Stored entries
-.-.-

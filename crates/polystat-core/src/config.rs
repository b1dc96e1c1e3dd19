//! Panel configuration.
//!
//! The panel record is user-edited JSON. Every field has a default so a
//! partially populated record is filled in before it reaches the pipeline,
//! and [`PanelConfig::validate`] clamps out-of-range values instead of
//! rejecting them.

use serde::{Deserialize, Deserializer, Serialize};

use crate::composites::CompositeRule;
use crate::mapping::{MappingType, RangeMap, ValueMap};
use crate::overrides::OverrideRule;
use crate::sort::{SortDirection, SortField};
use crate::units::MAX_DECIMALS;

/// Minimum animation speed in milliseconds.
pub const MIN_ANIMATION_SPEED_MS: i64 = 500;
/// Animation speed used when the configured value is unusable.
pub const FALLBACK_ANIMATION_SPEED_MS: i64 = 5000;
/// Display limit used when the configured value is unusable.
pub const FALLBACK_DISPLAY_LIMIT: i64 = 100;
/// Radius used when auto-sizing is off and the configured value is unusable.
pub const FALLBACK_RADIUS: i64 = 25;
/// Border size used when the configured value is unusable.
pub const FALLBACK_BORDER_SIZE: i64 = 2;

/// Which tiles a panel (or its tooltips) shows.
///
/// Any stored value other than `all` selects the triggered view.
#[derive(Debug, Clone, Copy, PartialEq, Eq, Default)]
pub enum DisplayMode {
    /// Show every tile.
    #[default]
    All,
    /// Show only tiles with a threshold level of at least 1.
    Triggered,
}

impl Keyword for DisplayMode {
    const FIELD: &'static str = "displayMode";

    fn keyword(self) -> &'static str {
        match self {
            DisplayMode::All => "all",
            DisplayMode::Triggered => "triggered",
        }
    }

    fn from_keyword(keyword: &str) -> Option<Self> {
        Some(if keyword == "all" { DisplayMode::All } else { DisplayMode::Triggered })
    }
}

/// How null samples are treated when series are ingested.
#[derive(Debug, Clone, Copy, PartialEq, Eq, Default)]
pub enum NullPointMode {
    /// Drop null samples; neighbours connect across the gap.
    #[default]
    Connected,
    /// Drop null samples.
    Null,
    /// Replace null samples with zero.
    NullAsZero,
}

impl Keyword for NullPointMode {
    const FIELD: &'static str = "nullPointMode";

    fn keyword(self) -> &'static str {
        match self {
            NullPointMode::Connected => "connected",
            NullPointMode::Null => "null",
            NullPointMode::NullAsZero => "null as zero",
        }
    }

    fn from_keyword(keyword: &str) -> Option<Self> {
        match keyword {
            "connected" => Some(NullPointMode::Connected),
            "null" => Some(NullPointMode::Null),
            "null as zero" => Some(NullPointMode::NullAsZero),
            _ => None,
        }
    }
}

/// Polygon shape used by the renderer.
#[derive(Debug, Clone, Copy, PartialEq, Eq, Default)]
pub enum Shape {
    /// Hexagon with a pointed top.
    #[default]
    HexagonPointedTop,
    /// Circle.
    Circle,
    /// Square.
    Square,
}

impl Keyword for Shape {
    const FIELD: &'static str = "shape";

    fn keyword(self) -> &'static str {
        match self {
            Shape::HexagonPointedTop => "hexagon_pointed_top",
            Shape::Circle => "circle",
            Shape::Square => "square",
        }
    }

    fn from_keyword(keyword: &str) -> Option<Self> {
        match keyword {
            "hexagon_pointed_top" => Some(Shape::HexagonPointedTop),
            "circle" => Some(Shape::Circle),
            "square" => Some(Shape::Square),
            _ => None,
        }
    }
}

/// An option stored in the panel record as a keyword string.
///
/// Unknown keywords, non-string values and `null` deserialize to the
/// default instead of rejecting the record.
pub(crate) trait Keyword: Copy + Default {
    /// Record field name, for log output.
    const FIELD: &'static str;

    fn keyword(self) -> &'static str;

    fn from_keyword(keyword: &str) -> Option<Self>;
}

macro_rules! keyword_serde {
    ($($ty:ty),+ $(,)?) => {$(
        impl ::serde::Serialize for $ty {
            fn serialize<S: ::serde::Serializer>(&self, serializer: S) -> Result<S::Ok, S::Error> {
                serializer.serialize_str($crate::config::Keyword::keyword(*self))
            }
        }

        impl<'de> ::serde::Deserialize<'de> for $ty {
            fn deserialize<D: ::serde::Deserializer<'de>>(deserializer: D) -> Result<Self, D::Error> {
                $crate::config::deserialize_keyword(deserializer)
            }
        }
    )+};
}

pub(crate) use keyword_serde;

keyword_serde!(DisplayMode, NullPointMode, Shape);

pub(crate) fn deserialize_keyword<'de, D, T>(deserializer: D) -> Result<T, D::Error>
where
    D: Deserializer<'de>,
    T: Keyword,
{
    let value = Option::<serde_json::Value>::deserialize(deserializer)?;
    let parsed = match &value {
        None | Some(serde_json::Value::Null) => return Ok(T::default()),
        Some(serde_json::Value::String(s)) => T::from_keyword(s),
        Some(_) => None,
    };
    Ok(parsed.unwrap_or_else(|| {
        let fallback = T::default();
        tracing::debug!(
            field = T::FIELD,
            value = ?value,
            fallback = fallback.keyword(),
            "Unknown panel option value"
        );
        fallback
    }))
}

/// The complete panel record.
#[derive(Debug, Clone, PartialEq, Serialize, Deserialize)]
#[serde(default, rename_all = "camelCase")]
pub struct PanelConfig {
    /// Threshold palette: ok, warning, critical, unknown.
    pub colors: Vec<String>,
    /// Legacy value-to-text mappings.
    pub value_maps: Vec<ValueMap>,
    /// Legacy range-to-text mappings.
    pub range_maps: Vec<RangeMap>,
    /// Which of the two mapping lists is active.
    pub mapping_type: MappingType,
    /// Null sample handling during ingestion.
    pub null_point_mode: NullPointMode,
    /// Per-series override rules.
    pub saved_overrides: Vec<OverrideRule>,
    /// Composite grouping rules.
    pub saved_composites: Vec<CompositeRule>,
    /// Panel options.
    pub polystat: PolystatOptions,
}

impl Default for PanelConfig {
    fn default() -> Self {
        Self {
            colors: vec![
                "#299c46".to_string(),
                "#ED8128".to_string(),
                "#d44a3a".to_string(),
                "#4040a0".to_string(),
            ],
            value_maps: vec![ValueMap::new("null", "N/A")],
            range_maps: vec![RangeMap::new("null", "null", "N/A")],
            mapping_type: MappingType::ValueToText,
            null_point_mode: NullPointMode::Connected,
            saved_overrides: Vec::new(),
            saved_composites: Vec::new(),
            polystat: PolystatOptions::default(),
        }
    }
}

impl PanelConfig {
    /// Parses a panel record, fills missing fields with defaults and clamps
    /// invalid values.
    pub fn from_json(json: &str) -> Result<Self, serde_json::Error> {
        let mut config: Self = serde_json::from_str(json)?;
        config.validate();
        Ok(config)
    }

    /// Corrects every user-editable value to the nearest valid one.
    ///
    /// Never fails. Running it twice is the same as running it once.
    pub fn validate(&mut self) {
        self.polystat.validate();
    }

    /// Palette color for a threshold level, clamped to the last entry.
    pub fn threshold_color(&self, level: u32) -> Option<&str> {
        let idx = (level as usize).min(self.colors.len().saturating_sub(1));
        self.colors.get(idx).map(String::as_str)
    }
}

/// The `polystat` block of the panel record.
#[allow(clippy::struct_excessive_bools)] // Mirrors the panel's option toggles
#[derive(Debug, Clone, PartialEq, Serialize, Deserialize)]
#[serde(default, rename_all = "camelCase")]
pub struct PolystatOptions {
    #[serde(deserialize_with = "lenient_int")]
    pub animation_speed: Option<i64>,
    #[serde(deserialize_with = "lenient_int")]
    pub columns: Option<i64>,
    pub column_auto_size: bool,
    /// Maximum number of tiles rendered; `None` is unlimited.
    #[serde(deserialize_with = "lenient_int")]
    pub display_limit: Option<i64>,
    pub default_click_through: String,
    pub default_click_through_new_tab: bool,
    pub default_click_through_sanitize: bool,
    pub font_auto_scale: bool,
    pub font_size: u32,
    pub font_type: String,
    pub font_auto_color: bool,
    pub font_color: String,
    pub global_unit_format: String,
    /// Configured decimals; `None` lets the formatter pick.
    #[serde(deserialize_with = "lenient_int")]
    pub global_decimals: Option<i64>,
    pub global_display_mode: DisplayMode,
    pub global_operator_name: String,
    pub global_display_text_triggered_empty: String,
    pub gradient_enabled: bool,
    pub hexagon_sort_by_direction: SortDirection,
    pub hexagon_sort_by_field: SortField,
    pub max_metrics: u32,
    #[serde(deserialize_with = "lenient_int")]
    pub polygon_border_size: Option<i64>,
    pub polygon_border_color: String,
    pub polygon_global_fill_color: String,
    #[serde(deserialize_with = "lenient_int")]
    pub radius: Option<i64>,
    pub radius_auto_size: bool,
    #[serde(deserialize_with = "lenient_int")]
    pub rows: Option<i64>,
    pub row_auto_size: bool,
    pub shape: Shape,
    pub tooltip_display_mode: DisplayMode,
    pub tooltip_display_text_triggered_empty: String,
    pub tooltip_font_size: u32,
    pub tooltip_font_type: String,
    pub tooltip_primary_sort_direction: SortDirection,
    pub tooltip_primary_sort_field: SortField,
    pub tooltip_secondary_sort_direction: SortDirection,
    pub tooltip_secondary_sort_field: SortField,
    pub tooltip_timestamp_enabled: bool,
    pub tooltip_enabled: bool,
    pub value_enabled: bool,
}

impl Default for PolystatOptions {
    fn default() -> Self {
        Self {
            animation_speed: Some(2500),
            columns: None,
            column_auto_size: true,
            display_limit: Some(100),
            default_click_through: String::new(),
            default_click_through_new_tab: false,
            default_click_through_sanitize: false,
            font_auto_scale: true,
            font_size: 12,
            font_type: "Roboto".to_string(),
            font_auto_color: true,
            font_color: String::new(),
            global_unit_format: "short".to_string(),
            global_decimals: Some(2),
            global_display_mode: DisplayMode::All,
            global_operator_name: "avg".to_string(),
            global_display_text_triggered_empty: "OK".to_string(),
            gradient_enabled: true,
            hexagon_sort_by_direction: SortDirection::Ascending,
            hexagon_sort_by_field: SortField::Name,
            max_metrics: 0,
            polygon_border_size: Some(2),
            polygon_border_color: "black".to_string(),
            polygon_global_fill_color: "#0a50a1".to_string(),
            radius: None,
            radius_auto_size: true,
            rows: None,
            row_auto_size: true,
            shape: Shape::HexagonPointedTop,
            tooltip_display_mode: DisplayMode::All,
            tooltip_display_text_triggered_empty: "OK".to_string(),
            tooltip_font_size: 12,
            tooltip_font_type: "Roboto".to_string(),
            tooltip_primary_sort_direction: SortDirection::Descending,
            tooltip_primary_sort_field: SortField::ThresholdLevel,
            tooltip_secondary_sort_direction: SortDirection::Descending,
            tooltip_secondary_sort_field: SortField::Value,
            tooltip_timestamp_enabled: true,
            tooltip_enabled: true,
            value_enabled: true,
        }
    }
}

-.-.-

WORK ORDER ->
Scan the records above, count the lines with "columns" in them, and give only the number.

SOLUTION FOR THIS PROBLEM ->
2